[Aim of the task]:
An exact copy of every record is needed.

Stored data
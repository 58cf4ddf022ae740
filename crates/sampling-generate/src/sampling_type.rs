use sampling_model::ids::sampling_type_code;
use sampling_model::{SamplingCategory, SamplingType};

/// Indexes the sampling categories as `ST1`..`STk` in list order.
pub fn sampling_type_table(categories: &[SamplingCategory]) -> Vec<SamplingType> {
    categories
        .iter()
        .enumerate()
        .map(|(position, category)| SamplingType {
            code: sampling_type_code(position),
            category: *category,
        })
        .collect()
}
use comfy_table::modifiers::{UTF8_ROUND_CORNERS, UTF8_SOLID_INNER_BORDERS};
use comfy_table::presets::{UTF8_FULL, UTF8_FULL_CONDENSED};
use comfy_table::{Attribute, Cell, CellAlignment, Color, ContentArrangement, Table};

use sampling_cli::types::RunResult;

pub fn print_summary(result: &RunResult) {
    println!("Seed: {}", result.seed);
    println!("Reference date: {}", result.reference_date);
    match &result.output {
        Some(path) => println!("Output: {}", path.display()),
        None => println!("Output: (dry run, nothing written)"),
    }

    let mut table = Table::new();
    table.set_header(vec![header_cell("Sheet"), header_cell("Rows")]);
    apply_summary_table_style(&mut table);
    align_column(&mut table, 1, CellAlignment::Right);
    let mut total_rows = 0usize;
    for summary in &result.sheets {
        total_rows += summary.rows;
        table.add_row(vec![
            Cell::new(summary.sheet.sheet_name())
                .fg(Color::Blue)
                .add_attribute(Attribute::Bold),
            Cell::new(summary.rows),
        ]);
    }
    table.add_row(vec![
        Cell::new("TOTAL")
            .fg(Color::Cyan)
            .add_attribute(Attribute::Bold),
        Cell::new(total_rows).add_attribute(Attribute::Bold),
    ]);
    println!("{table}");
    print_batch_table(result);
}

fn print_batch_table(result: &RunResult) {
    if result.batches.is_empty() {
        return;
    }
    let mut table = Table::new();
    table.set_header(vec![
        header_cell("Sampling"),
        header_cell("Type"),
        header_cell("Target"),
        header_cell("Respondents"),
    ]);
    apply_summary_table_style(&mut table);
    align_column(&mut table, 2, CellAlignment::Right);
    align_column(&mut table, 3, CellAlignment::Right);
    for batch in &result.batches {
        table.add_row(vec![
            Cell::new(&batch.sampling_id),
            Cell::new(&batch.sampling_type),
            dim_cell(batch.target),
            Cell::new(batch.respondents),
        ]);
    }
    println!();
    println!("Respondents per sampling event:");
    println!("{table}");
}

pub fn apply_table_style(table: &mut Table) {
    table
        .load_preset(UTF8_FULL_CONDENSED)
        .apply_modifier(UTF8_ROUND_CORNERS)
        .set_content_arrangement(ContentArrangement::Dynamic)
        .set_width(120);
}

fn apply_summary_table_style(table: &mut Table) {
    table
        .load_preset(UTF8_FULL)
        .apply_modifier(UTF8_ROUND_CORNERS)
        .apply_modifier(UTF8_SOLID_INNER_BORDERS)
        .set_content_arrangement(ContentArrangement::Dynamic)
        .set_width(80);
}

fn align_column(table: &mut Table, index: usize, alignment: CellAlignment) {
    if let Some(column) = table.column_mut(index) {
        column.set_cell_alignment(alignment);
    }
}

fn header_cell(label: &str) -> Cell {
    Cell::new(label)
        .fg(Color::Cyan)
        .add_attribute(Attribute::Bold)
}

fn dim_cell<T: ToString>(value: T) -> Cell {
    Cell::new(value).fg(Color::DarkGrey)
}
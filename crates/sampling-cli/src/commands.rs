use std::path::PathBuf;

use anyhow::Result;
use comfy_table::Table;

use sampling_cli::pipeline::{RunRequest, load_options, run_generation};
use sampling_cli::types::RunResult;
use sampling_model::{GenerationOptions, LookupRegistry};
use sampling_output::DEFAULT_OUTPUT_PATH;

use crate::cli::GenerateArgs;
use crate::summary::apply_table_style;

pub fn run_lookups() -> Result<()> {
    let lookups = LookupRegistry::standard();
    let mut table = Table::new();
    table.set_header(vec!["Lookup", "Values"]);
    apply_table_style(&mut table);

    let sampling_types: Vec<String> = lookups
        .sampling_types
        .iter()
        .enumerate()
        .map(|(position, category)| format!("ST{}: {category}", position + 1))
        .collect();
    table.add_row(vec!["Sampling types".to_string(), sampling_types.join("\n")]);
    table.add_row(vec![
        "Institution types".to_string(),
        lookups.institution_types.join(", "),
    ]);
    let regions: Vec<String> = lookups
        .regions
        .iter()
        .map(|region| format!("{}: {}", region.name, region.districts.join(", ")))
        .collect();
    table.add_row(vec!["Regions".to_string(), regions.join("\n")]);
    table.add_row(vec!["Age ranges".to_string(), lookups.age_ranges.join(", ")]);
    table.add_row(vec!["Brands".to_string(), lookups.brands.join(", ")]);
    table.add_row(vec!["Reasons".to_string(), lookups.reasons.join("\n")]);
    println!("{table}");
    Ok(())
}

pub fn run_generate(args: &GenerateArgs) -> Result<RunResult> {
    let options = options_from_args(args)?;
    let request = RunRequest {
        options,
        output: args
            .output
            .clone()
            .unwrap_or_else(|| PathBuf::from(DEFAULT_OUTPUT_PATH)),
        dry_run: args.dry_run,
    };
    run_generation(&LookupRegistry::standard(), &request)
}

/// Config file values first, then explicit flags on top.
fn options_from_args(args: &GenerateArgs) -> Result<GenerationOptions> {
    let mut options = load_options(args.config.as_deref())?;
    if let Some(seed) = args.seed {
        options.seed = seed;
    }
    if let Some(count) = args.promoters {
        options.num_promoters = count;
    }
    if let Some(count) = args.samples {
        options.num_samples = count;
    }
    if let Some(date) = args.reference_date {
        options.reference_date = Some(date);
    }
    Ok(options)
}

[Solved problem]:
repository 58cf4ddf022ae740
filename crates/sampling-generate/src/sampling_type.rs
use sampling_model::ids::sampling_type_code;
use sampling_model::{SamplingCategory, SamplingType};

/// Indexes the sampling categories as `ST1`..`STk` in list order.
pub fn sampling_type_table(categories: &[SamplingCategory]) -> Vec<SamplingType> {
    categories
        .iter()
        .enumerate()
        .map(|(position, category)| SamplingType {
            code: sampling_type_code(position),
            category: *category,
        })
        .collect()
}
use comfy_table::modifiers::{UTF8_ROUND_CORNERS, UTF8_SOLID_INNER_BORDERS};
use comfy_table::presets::{UTF8_FULL, UTF8_FULL_CONDENSED};
use comfy_table::{Attribute, Cell, CellAlignment, Color, ContentArrangement, Table};

use sampling_cli::types::RunResult;

pub fn print_summary(result: &RunResult) {
    println!("Seed: {}", result.seed);
    println!("Reference date: {}", result.reference_date);
    match &result.output {
        Some(path) => println!("Output: {}", path.display()),
        None => println!("Output: (dry run, nothing written)"),
    }

    let mut table = Table::new();
    table.set_header(vec![header_cell("Sheet"), header_cell("Rows")]);
    apply_summary_table_style(&mut table);
    align_column(&mut table, 1, CellAlignment::Right);
    let mut total_rows = 0usize;
    for summary in &result.sheets {
        total_rows += summary.rows;
        table.add_row(vec![
            Cell::new(summary.sheet.sheet_name())
                .fg(Color::Blue)
                .add_attribute(Attribute::Bold),
            Cell::new(summary.rows),
        ]);
    }
    table.add_row(vec![
        Cell::new("TOTAL")
            .fg(Color::Cyan)
            .add_attribute(Attribute::Bold),
        Cell::new(total_rows).add_attribute(Attribute::Bold),
    ]);
    println!("{table}");
    print_batch_table(result);
}

fn print_batch_table(result: &RunResult) {
    if result.batches.is_empty() {
        return;
    }
    let mut table = Table::new();
    table.set_header(vec![
        header_cell("Sampling"),
        header_cell("Type"),
        header_cell("Target"),
        header_cell("Respondents"),
    ]);
    apply_summary_table_style(&mut table);
    align_column(&mut table, 2, CellAlignment::Right);
    align_column(&mut table, 3, CellAlignment::Right);
    for batch in &result.batches {
        table.add_row(vec![
            Cell::new(&batch.sampling_id),
            Cell::new(&batch.sampling_type),
            dim_cell(batch.target),
            Cell::new(batch.respondents),
        ]);
    }
    println!();
    println!("Respondents per sampling event:");
    println!("{table}");
}

pub fn apply_table_style(table: &mut Table) {
    table
        .load_preset(UTF8_FULL_CONDENSED)
        .apply_modifier(UTF8_ROUND_CORNERS)
        .set_content_arrangement(ContentArrangement::Dynamic)
        .set_width(120);
}

fn apply_summary_table_style(table: &mut Table) {
    table
        .load_preset(UTF8_FULL)
        .apply_modifier(UTF8_ROUND_CORNERS)
        .apply_modifier(UTF8_SOLID_INNER_BORDERS)
        .set_content_arrangement(ContentArrangement::Dynamic)
        .set_width(80);
}

fn align_column(table: &mut Table, index: usize, alignment: CellAlignment) {
    if let Some(column) = table.column_mut(index) {
        column.set_cell_alignment(alignment);
    }
}

fn header_cell(label: &str) -> Cell {
    Cell::new(label)
        .fg(Color::Cyan)
        .add_attribute(Attribute::Bold)
}

fn dim_cell<T: ToString>(value: T) -> Cell {
    Cell::new(value).fg(Color::DarkGrey)
}
filename crates/sampling-cli/src/commands.rs
use std::path::PathBuf;

use anyhow::Result;
use comfy_table::Table;

use sampling_cli::pipeline::{RunRequest, load_options, run_generation};
use sampling_cli::types::RunResult;
use sampling_model::{GenerationOptions, LookupRegistry};
use sampling_output::DEFAULT_OUTPUT_PATH;

use crate::cli::GenerateArgs;
use crate::summary::apply_table_style;

pub fn run_lookups() -> Result<()> {
    let lookups = LookupRegistry::standard();
    let mut table = Table::new();
    table.set_header(vec!["Lookup", "Values"]);
    apply_table_style(&mut table);

    let sampling_types: Vec<String> = lookups
        .sampling_types
        .iter()
        .enumerate()
        .map(|(position, category)| format!("ST{}: {category}", position + 1))
        .collect();
    table.add_row(vec!["Sampling types".to_string(), sampling_types.join("\n")]);
    table.add_row(vec![
        "Institution types".to_string(),
        lookups.institution_types.join(", "),
    ]);
    let regions: Vec<String> = lookups
        .regions
        .iter()
        .map(|region| format!("{}: {}", region.name, region.districts.join(", ")))
        .collect();
    table.add_row(vec!["Regions".to_string(), regions.join("\n")]);
    table.add_row(vec!["Age ranges".to_string(), lookups.age_ranges.join(", ")]);
    table.add_row(vec!["Brands".to_string(), lookups.brands.join(", ")]);
    table.add_row(vec!["Reasons".to_string(), lookups.reasons.join("\n")]);
    println!("{table}");
    Ok(())
}

pub fn run_generate(args: &GenerateArgs) -> Result<RunResult> {
    let options = options_from_args(args)?;
    let request = RunRequest {
        options,
        output: args
            .output
            .clone()
            .unwrap_or_else(|| PathBuf::from(DEFAULT_OUTPUT_PATH)),
        dry_run: args.dry_run,
    };
    run_generation(&LookupRegistry::standard(), &request)
}

/// Config file values first, then explicit flags on top.
fn options_from_args(args: &GenerateArgs) -> Result<GenerationOptions> {
    let mut options = load_options(args.config.as_deref())?;
    if let Some(seed) = args.seed {
        options.seed = seed;
    }
    if let Some(count) = args.promoters {
        options.num_promoters = count;
    }
    if let Some(count) = args.samples {
        options.num_samples = count;
    }
    if let Some(date) = args.reference_date {
        options.reference_date = Some(date);
    }
    Ok(options)
}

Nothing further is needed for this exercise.